Conformational and molecular interactions of small molecules targeting the SAM-I riboswitch

There has been a surge in antibiotic resistance in recent years, making traditional antibiotics less effective against key pathogens. RNA has recently emerged as a potential target for antibiotics due to its involvement in crucial microbial functions. It is possible to expand the range of therapeutic targets by using RNA-based therapies, but it remains necessary to improve the molecular-level understanding of interactions between RNA and known and potential binders. The SAM-I riboswitch, which controls the transcriptional termination of gene expression involved in sulfur metabolism in most bacteria, is an excellent ligand target. Thus, understanding its behavior with and without ligand complexes would be very helpful for drug design applications. In this manuscript, we studied the interactions between the SAM-I riboswitch and its natural ligand, SAM, which controls riboswitch function, and compared those interactions to its interactions with the very similar small molecular SAH, which does not control riboswitch function, and to its interactions with a potential binder JS4, identified via virtual screening.

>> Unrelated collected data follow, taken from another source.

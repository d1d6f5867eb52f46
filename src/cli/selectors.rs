use std::path::PathBuf;

use anyhow::{anyhow, Context, Result};
use clap::Args;
use locator_heal::synthesize;
use selector_heal_cli::report::{node_label, SelectorReport};

use crate::cli::context::CliContext;
use crate::cli::output::print_report;

#[derive(Args, Clone, Debug)]
pub struct SelectorsArgs {
    #[arg(long, value_name = "FILE")]
    pub snapshot: PathBuf,

    /// Element id (without `#`)
    #[arg(long)]
    pub id: String,
}

pub async fn cmd_selectors(args: SelectorsArgs, ctx: &CliContext) -> Result<()> {
    let tree = ctx
        .snapshot(&args.snapshot)
        .await?
        .tree()
        .context("flattening snapshot")?;
    let id = args.id.trim_start_matches('#');
    let node = tree
        .find_by_id(id)
        .ok_or_else(|| anyhow!("no element with id {:?} in {}", id, args.snapshot.display()))?;

    let report = SelectorReport {
        node: node.to_string(),
        label: node_label(tree.node(node)),
        selectors: synthesize(&tree, node),
    };
    print_report(ctx.output(), &report)
}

From our simulations, we gain a deeper understanding of small molecule interactions with the SAM-I riboswitch. The results reveal how differently the small molecules (SAM, SAH and JS4) bind to and potentially induce conformational changes in the riboswitch. Our findings offer valuable insight into the molecular mechanisms underlying riboswitch RNA-ligand interactions for the design of more effective RNA-targeting therapeutics.